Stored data
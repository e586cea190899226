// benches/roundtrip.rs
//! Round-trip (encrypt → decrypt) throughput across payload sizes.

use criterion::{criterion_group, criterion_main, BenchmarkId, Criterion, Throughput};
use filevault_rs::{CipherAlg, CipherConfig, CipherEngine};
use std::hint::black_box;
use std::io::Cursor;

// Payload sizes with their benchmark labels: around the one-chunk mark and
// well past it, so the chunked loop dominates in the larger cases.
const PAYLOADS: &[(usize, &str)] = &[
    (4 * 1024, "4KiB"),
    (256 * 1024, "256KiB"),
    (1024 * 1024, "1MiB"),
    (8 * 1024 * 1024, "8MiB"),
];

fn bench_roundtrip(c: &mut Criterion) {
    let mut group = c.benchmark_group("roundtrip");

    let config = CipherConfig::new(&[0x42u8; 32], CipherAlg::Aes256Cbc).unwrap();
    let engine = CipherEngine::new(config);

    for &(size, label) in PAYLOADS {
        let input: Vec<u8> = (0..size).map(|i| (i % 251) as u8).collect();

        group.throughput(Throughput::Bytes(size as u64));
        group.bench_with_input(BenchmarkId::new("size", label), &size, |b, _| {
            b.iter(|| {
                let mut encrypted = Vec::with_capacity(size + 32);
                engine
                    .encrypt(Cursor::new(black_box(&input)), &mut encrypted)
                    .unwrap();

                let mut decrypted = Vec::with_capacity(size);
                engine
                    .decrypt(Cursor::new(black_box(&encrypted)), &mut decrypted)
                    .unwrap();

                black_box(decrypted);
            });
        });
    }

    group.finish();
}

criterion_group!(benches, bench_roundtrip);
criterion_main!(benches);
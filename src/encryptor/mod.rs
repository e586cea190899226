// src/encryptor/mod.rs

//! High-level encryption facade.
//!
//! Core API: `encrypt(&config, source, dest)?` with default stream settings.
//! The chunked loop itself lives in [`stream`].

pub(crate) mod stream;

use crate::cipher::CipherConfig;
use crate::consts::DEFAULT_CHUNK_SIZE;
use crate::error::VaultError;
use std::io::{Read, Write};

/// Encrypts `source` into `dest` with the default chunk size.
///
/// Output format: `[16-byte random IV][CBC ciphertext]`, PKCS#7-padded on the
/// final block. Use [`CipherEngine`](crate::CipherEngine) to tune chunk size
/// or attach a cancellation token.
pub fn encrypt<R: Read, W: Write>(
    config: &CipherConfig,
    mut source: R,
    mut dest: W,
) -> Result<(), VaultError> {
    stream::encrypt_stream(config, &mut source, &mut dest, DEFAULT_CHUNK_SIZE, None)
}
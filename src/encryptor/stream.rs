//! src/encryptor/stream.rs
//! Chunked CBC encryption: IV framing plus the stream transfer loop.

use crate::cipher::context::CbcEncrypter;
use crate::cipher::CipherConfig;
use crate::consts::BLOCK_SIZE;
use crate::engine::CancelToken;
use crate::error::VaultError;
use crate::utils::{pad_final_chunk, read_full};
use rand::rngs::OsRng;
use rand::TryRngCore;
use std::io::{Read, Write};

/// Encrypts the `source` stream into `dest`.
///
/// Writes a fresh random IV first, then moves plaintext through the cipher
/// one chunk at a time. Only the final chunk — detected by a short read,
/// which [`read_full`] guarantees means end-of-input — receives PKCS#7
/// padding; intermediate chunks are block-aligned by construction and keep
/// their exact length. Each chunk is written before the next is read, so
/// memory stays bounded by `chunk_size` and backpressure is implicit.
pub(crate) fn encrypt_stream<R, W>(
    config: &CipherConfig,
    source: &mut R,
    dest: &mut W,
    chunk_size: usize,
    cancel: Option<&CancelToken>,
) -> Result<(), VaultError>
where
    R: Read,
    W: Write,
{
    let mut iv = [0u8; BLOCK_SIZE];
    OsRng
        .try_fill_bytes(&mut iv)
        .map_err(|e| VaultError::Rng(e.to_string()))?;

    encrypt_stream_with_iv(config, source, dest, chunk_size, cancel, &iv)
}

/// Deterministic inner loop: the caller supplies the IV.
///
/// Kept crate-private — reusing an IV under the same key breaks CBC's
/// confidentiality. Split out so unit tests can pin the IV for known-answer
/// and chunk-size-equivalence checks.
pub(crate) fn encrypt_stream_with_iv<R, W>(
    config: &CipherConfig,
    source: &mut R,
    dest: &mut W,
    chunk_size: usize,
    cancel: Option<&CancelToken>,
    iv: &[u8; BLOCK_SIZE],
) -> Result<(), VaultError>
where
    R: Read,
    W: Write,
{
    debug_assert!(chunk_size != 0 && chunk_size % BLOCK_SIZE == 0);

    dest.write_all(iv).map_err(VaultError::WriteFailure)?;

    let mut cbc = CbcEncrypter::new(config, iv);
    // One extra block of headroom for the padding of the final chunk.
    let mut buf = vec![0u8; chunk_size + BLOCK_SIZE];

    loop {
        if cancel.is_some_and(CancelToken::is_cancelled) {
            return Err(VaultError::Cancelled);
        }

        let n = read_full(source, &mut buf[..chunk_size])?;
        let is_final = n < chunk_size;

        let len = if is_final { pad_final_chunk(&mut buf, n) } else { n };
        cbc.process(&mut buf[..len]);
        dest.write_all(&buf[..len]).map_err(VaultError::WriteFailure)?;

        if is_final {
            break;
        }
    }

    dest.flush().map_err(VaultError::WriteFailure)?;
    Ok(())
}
...
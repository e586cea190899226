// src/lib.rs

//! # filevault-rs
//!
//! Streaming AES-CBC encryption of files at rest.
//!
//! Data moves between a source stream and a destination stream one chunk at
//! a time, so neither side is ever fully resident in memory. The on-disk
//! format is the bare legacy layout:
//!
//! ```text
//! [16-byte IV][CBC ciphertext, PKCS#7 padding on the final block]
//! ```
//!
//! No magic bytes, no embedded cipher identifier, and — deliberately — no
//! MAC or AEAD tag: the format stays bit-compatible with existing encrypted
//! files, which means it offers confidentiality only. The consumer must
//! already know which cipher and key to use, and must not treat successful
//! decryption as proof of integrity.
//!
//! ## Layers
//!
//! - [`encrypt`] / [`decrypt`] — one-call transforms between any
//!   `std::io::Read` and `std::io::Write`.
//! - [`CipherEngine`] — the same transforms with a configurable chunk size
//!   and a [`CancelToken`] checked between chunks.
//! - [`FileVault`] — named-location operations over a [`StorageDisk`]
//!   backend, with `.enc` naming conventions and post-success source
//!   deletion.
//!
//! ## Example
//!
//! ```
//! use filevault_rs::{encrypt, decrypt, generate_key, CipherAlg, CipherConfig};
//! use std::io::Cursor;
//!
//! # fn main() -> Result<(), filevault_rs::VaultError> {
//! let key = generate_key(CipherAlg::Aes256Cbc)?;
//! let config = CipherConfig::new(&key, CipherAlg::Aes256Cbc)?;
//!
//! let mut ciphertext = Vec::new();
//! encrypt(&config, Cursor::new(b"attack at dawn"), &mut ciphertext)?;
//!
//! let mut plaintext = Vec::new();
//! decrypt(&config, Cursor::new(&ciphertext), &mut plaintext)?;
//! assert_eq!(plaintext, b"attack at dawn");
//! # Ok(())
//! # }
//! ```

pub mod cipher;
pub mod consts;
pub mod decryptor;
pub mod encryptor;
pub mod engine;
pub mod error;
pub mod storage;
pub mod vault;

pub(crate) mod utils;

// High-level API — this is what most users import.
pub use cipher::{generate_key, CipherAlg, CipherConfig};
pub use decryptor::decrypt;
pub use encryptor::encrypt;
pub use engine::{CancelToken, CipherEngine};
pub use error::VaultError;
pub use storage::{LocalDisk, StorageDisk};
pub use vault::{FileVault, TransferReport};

## About this exercise
Work out the number of lines in the records that contain the string "time". Nothing but that number should be sent back.

## Completed exercise
2